Conclusion
Women with CL≤25mm had a significant association with sPTB <34 weeks, which is an important clinical goal for preterm birth. Additionally, we found that the best cutoff points for all gestational ages outcomes (<37, <34, <32 and <28 weeks) are over 25mm. Considering the feasibility to perform CL measurement following a standard technique and the capability to detect almost one third of all sPTB <37 weeks, we suggest to use CL ≤30mm as the cutoff for cervical length to identify women at risk of sPTB. This is easier to remember and is very similar to the best cutoff point identified in our study.
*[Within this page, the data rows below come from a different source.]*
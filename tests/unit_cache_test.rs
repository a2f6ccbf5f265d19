use millrace::core::cache::{Cache, MemoryCache};
use std::net::IpAddr;
use std::time::Duration;

#[test]
fn test_set_and_get() {
    let cache = MemoryCache::<String, u64>::new();
    assert_eq!(cache.get(&"a".to_string()), None);

    cache.set("a".to_string(), 1, None);
    assert_eq!(cache.get(&"a".to_string()), Some(1));
    assert_eq!(cache.len(), 1);
}

#[test]
fn test_entries_expire_after_ttl() {
    let cache = MemoryCache::<IpAddr, ()>::new();
    let ip = IpAddr::from([1, 1, 1, 1]);
    cache.set(ip, (), Some(Duration::from_millis(50)));
    assert!(cache.get(&ip).is_some());

    std::thread::sleep(Duration::from_millis(80));
    assert!(cache.get(&ip).is_none());
}

#[test]
fn test_entries_without_ttl_never_expire() {
    let cache = MemoryCache::<String, u64>::new();
    cache.set("forever".to_string(), 7, None);
    std::thread::sleep(Duration::from_millis(60));
    assert_eq!(cache.get(&"forever".to_string()), Some(7));
    assert_eq!(cache.purge_expired(), 0);
}

#[test]
fn test_purge_expired_sweeps_only_dead_entries() {
    let cache = MemoryCache::<String, u64>::new();
    cache.set("short".to_string(), 1, Some(Duration::from_millis(30)));
    cache.set("long".to_string(), 2, Some(Duration::from_secs(60)));
    cache.set("eternal".to_string(), 3, None);

    std::thread::sleep(Duration::from_millis(60));
    assert_eq!(cache.purge_expired(), 1);
    assert_eq!(cache.len(), 2);
    assert_eq!(cache.get(&"long".to_string()), Some(2));
}

#[test]
fn test_set_overwrites_value_and_ttl() {
    let cache = MemoryCache::<String, u64>::new();
    cache.set("k".to_string(), 1, Some(Duration::from_millis(30)));
    cache.set("k".to_string(), 2, None);

    std::thread::sleep(Duration::from_millis(60));
    assert_eq!(cache.get(&"k".to_string()), Some(2));
}
// src/server/context.rs

//! The fully initialized server context, produced by `initialization::setup`
//! and consumed by the spawner and the accept loop.

use crate::core::state::SharedApp;
use crate::logging::LogRecord;
use crate::queue::Executor;
use crate::store::LogStore;
use std::sync::Arc;
use std::time::Duration;
use tokio::net::TcpListener;
use tokio::sync::{broadcast, mpsc};
use tokio::task::JoinSet;
use tokio_rustls::TlsAcceptor;

pub struct ServerContext {
    pub app: SharedApp,
    pub listener: TcpListener,
    /// Present when TLS is enabled; the accept loop wraps every connection.
    pub acceptor: Option<TlsAcceptor>,
    pub shutdown_tx: broadcast::Sender<()>,
    pub background_tasks: JoinSet<()>,
    pub executor: Arc<Executor>,
    /// Probed during initialization, drained into by the log daemon.
    pub log_store: LogStore,
    /// Consumed by the spawner when it starts the log daemon.
    pub log_rx: Option<mpsc::Receiver<LogRecord>>,
    pub shutdown_timeout: Duration,
}
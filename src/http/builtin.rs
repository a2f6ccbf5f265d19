// src/http/builtin.rs

//! Endpoints the framework serves itself.

use crate::core::MillraceError;
use crate::core::state::SharedApp;
use crate::http::EndpointHandler;
use crate::jobs::verification_job;
use async_trait::async_trait;
use axum::Json;
use axum::extract::Request;
use axum::http::StatusCode;
use axum::response::{IntoResponse, Response};
use serde::Deserialize;
use tracing::error;

/// Largest accepted body for the framework's own JSON endpoints.
const BUILTIN_BODY_LIMIT: usize = 64 * 1024;

/// `list_endpoints`: the endpoint map of the current snapshot as JSON.
pub struct ListEndpoints;

#[async_trait]
impl EndpointHandler for ListEndpoints {
    async fn handle(&self, app: SharedApp, _req: Request) -> Response {
        let snapshot = app.provider.get();
        Json(snapshot.config.endpoints.clone()).into_response()
    }
}

/// `favicon`: browsers ask, we decline politely.
pub struct Favicon;

#[async_trait]
impl EndpointHandler for Favicon {
    async fn handle(&self, _app: SharedApp, _req: Request) -> Response {
        StatusCode::NO_CONTENT.into_response()
    }
}

/// `request_verification`: enqueues the verification mail for an address.
/// Repeats within one cooldown window collapse into the already-queued job,
/// so the response is 204 either way.
pub struct RequestVerification;

#[derive(Deserialize)]
struct VerificationRequest {
    email: String,
}

#[async_trait]
impl EndpointHandler for RequestVerification {
    async fn handle(&self, app: SharedApp, req: Request) -> Response {
        let (cooldown, max_attempts) = {
            let snapshot = app.provider.get();
            (
                snapshot.config.scheduler.cooldown,
                snapshot.config.scheduler.max_attempts,
            )
        };

        let Ok(bytes) = axum::body::to_bytes(req.into_body(), BUILTIN_BODY_LIMIT).await else {
            return StatusCode::BAD_REQUEST.into_response();
        };
        let Ok(body) = serde_json::from_slice::<VerificationRequest>(&bytes) else {
            return StatusCode::BAD_REQUEST.into_response();
        };
        if !body.email.contains('@') {
            return StatusCode::BAD_REQUEST.into_response();
        }

        match app
            .jobs
            .enqueue(verification_job(&body.email, cooldown, max_attempts))
            .await
        {
            Ok(_) | Err(MillraceError::AlreadyQueued) => StatusCode::NO_CONTENT.into_response(),
            Err(e) => {
                error!("Could not enqueue verification job: {e}");
                StatusCode::INTERNAL_SERVER_ERROR.into_response()
            }
        }
    }
}
// src/queue/scheduler.rs

//! The periodic claimer: wakes on a fixed interval, claims due jobs, and
//! hands each to the executor in its own task.

use crate::queue::executor::Executor;
use crate::queue::store::JobStore;
use std::sync::Arc;
use std::time::Duration;
use tokio::sync::broadcast;
use tokio::task::JoinSet;
use tokio_util::sync::CancellationToken;
use tracing::{debug, info, warn};

pub struct Scheduler {
    store: JobStore,
    executor: Arc<Executor>,
    interval: Duration,
    claim_batch: u32,
    /// How long shutdown waits for in-flight jobs before aborting them.
    drain_timeout: Duration,
}

impl Scheduler {
    pub fn new(
        store: JobStore,
        executor: Arc<Executor>,
        interval: Duration,
        claim_batch: u32,
        drain_timeout: Duration,
    ) -> Self {
        Self {
            store,
            executor,
            interval,
            claim_batch,
            drain_timeout,
        }
    }

    /// The main run loop. On shutdown the cancellation token fans out to all
    /// in-flight handlers, and the loop waits for them to drain or for the
    /// drain deadline to pass, whichever comes first.
    pub async fn run(self, mut shutdown_rx: broadcast::Receiver<()>) {
        info!(
            "Job scheduler started. Interval: {:?}, claim batch: {}.",
            self.interval, self.claim_batch
        );
        let cancel = CancellationToken::new();
        let mut inflight: JoinSet<()> = JoinSet::new();
        let mut interval = tokio::time::interval(self.interval);

        loop {
            tokio::select! {
                _ = interval.tick() => {
                    // Reap finished tasks so the set does not grow unbounded.
                    while inflight.try_join_next().is_some() {}

                    match self.store.claim(self.claim_batch).await {
                        Ok(jobs) => {
                            if !jobs.is_empty() {
                                debug!(claimed = jobs.len(), "Dispatching claimed jobs.");
                            }
                            for job in jobs {
                                let executor = self.executor.clone();
                                let token = cancel.child_token();
                                inflight.spawn(async move {
                                    executor.execute(job, token).await;
                                });
                            }
                        }
                        Err(e) => warn!("Job claim failed: {e}"),
                    }
                }
                _ = shutdown_rx.recv() => {
                    info!("Job scheduler shutting down. Draining in-flight jobs.");
                    cancel.cancel();
                    let drain = async {
                        while inflight.join_next().await.is_some() {}
                    };
                    if tokio::time::timeout(self.drain_timeout, drain).await.is_err() {
                        warn!(
                            "Drain deadline ({:?}) elapsed; aborting remaining job tasks.",
                            self.drain_timeout
                        );
                        inflight.abort_all();
                    }
                    return;
                }
            }
        }
    }
}
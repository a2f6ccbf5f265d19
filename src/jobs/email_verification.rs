// src/jobs/email_verification.rs

//! The built-in `email_verification` job: handlers enqueue one row per
//! address per cooldown bucket, and the executor delivers through the
//! configured mailer.

use crate::jobs::mailer::Mailer;
use crate::queue::{Job, JobError, JobHandler, NewJob};
use async_trait::async_trait;
use std::sync::Arc;
use std::time::Duration;
use tokio_util::sync::CancellationToken;

pub const JOB_TYPE_EMAIL_VERIFICATION: &str = "email_verification";

/// Builds the queue entry for a verification request. The address is the
/// unique payload, so repeat requests within one cooldown window collapse
/// into a single job.
pub fn verification_job(email: &str, cooldown: Duration, max_attempts: u32) -> NewJob {
    NewJob::new(JOB_TYPE_EMAIL_VERIFICATION, email.as_bytes().to_vec())
        .with_cooldown(cooldown)
        .with_max_attempts(max_attempts)
}

pub struct EmailVerificationHandler {
    mailer: Arc<dyn Mailer>,
}

impl EmailVerificationHandler {
    pub fn new(mailer: Arc<dyn Mailer>) -> Self {
        Self { mailer }
    }
}

#[async_trait]
impl JobHandler for EmailVerificationHandler {
    async fn handle(&self, job: &Job, cancel: CancellationToken) -> Result<(), JobError> {
        if cancel.is_cancelled() {
            return Err(JobError::Retryable("cancelled before delivery".to_string()));
        }

        let email = std::str::from_utf8(&job.payload)
            .map_err(|_| JobError::Permanent("payload is not valid UTF-8".to_string()))?;
        if !email.contains('@') {
            return Err(JobError::Permanent(format!("'{email}' is not an email address")));
        }

        let body = format!(
            "Hello,\n\nplease confirm your address by following the verification \
             link we sent to {email}.\n"
        );
        self.mailer
            .send(email, "Verify your email address", &body)
            .await
            .map_err(|e| JobError::Retryable(e.to_string()))
    }
}
// src/http/middleware/request_log.rs

//! Emits one structured record per request into the log pipeline.

use crate::core::state::SharedApp;
use crate::http::ClientInfo;
use crate::http::middleware::truncate;
use axum::extract::{Request, State};
use axum::http::header;
use axum::middleware::Next;
use axum::response::Response;
use std::time::Instant;
use tracing::info;

pub async fn request_log(State(app): State<SharedApp>, req: Request, next: Next) -> Response {
    let snapshot = app.provider.get();
    if !snapshot.config.request_log.activated {
        return next.run(req).await;
    }
    let limit = snapshot.config.request_log.field_limit;

    let method = req.method().to_string();
    let uri = truncate(&req.uri().to_string(), limit).to_string();
    let remote = req
        .extensions()
        .get::<ClientInfo>()
        .map(|info| info.addr.ip().to_string())
        .unwrap_or_default();
    let user_agent = header_value(&req, header::USER_AGENT, limit);
    let referer = header_value(&req, header::REFERER, limit);

    let start = Instant::now();
    let response = next.run(req).await;
    let duration_ms = start.elapsed().as_millis() as u64;

    let bytes = response
        .headers()
        .get(header::CONTENT_LENGTH)
        .and_then(|v| v.to_str().ok())
        .and_then(|v| v.parse::<u64>().ok())
        .unwrap_or(0);

    info!(
        target: "millrace::request",
        method = %method,
        uri = %uri,
        status = response.status().as_u16(),
        bytes,
        duration_ms,
        remote = %truncate(&remote, limit),
        user_agent = %user_agent,
        referer = %referer,
        "request"
    );
    response
}

fn header_value(req: &Request, name: header::HeaderName, limit: usize) -> String {
    req.headers()
        .get(name)
        .and_then(|v| v.to_str().ok())
        .map(|v| truncate(v, limit).to_string())
        .unwrap_or_default()
}
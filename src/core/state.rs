// src/core/state.rs

//! Defines the central `AppState` struct, the aggregate passed to middleware,
//! handlers, and background tasks.

use crate::core::cache::Cache;
use crate::core::provider::ConfigProvider;
use crate::core::topk::SlidingTopK;
use crate::core::MillraceError;
use crate::http::EndpointHandler;
use crate::logging::LogBridge;
use crate::queue::JobStore;
use crate::store::{self, ConfigStore};
use parking_lot::Mutex;
use sqlx::SqlitePool;
use std::collections::HashMap;
use std::net::IpAddr;
use std::sync::Arc;
use tokio::sync::broadcast;
use tracing::warn;
use tracing_subscriber::{filter::EnvFilter, reload};

/// The central struct holding all shared application-wide state. It is
/// wrapped in an `Arc` and handed to every request task and daemon; none of
/// the back-references own it, the server's lifetime dominates.
pub struct AppState {
    /// The shared pool; endpoint and job handlers registered by the
    /// embedding application run their own queries through it.
    pub db: SqlitePool,
    /// Single source of the active config snapshot.
    pub provider: ConfigProvider,
    pub config_store: ConfigStore,
    /// The IP blocker's sketch. One of the two locks in the core; the
    /// critical section never awaits.
    pub sketch: Mutex<SlidingTopK>,
    /// Blocked sources, keyed by address, expiring on the configured TTL.
    pub block_cache: Arc<dyn Cache<IpAddr, ()>>,
    /// Endpoint-name to handler map; paths resolve through the snapshot.
    pub endpoints: HashMap<String, Arc<dyn EndpointHandler>>,
    pub jobs: JobStore,
    pub log_bridge: LogBridge,
    /// A handle to the logging filter, allowing the log level to follow
    /// config reloads without a restart.
    pub log_reload_handle: Arc<reload::Handle<EnvFilter, tracing_subscriber::Registry>>,
    pub shutdown_tx: broadcast::Sender<()>,
}

pub type SharedApp = Arc<AppState>;

impl AppState {
    /// Re-reads the latest stored config and atomically publishes the new
    /// snapshot. On error the running snapshot is untouched.
    pub async fn reload_config(&self) -> Result<(), MillraceError> {
        store::reload(&self.config_store, &self.provider).await?;

        // RUST_LOG set by the operator keeps precedence over the stored level.
        if std::env::var("RUST_LOG").is_err() {
            let level = self.provider.get().config.log.db_level.clone();
            if let Err(e) = self.log_reload_handle.reload(EnvFilter::new(&level)) {
                warn!("Could not apply log level '{level}' from reloaded config: {e}");
            }
        }
        Ok(())
    }
}
// src/http/mod.rs

//! Router assembly and dynamic endpoint dispatch.
//!
//! Routing is two-staged: the pre-router middleware chain runs first, then a
//! single fallback handler resolves `(method, path)` through the current
//! config snapshot to an endpoint name and invokes the registered handler.
//! Because resolution happens per request, a config reload renames endpoints
//! without touching the router.

pub mod builtin;
pub mod middleware;

use crate::core::state::SharedApp;
use async_trait::async_trait;
use axum::Router;
use axum::extract::{Request, State};
use axum::http::StatusCode;
use axum::middleware::from_fn_with_state;
use axum::response::{IntoResponse, Response};
use std::net::SocketAddr;

/// Connection-level facts stamped onto every request by the listener.
#[derive(Debug, Clone, Copy)]
pub struct ClientInfo {
    pub addr: SocketAddr,
    /// True when the transport is TLS; drives HSTS emission.
    pub secure: bool,
}

/// An application endpoint. Implementations are registered under a name; the
/// snapshot's endpoint map decides which method and path reach them.
#[async_trait]
pub trait EndpointHandler: Send + Sync {
    async fn handle(&self, app: SharedApp, req: Request) -> Response;
}

/// Builds the composed handler: user dispatch behind the ordered pre-router
/// chain. Layers unwind inside-out, so the last layer added runs first.
pub fn build_router(app: SharedApp) -> Router {
    Router::new()
        .fallback(dispatch)
        .layer(from_fn_with_state(app.clone(), middleware::block_body::block_body))
        .layer(from_fn_with_state(app.clone(), middleware::maintenance::maintenance))
        .layer(from_fn_with_state(app.clone(), middleware::tls_header::tls_header))
        .layer(from_fn_with_state(app.clone(), middleware::block_ua::block_ua))
        .layer(from_fn_with_state(app.clone(), middleware::block_ip::block_ip))
        .layer(from_fn_with_state(app.clone(), middleware::request_log::request_log))
        .with_state(app)
}

async fn dispatch(State(app): State<SharedApp>, req: Request) -> Response {
    let snapshot = app.provider.get();
    let endpoint = snapshot
        .resolve(req.method(), req.uri().path())
        .map(str::to_owned);

    match endpoint.and_then(|name| app.endpoints.get(&name).cloned()) {
        Some(handler) => handler.handle(app.clone(), req).await,
        None => StatusCode::NOT_FOUND.into_response(),
    }
}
Thus, women with CL≤30mm should be recognized as at higher risk for PTB and those with CL≤25mm should be recognized and treated properly to reduce PTB<34 weeks.
It is important to highlight that although women with CL≤30mm are at higher risk for PTB, effective treatment for preventing PTB in women with 25–30mm CL are not available 26. These women should not be treated with progesterone, cervical pessaries, or cerclage because these treatments did not show clear benefits in reducing sPTB but should, however, receive a close antenatal care follow-up.
Considering the cutoff point where vaginal progesterone has demonstrated efficacy (25mm), the NNS of 248 to detect 18 women with CL ≤25mm is an acceptable number, which suggests the feasibility of implementing TVU for pregnant women in mid-trimester in settings like Brazil.
As most PTBs worldwide are concentrated in low- and middle-income countries, this analysis is important to describe specific results for our population and stimulate new studies in other similar settings focused on strategies to reduce PTB. In such countries, where economical resources are considerably limited, it is important to define with precision the best strategies to reduce costs while improving health care. Nowadays, the national antenatal care for Brazil has not adopted routine TVU at mid-trimester screening based on studies developed in high-income countries with lower rates of sPTB. The NNS estimated in our study creates an opportunity to review the Brazilian and other countries’ protocols to deal with the PTB prevention. The estimated NNS is considered low and acceptable and should underpin the implementation of the TVU as a mid-trimester screening test.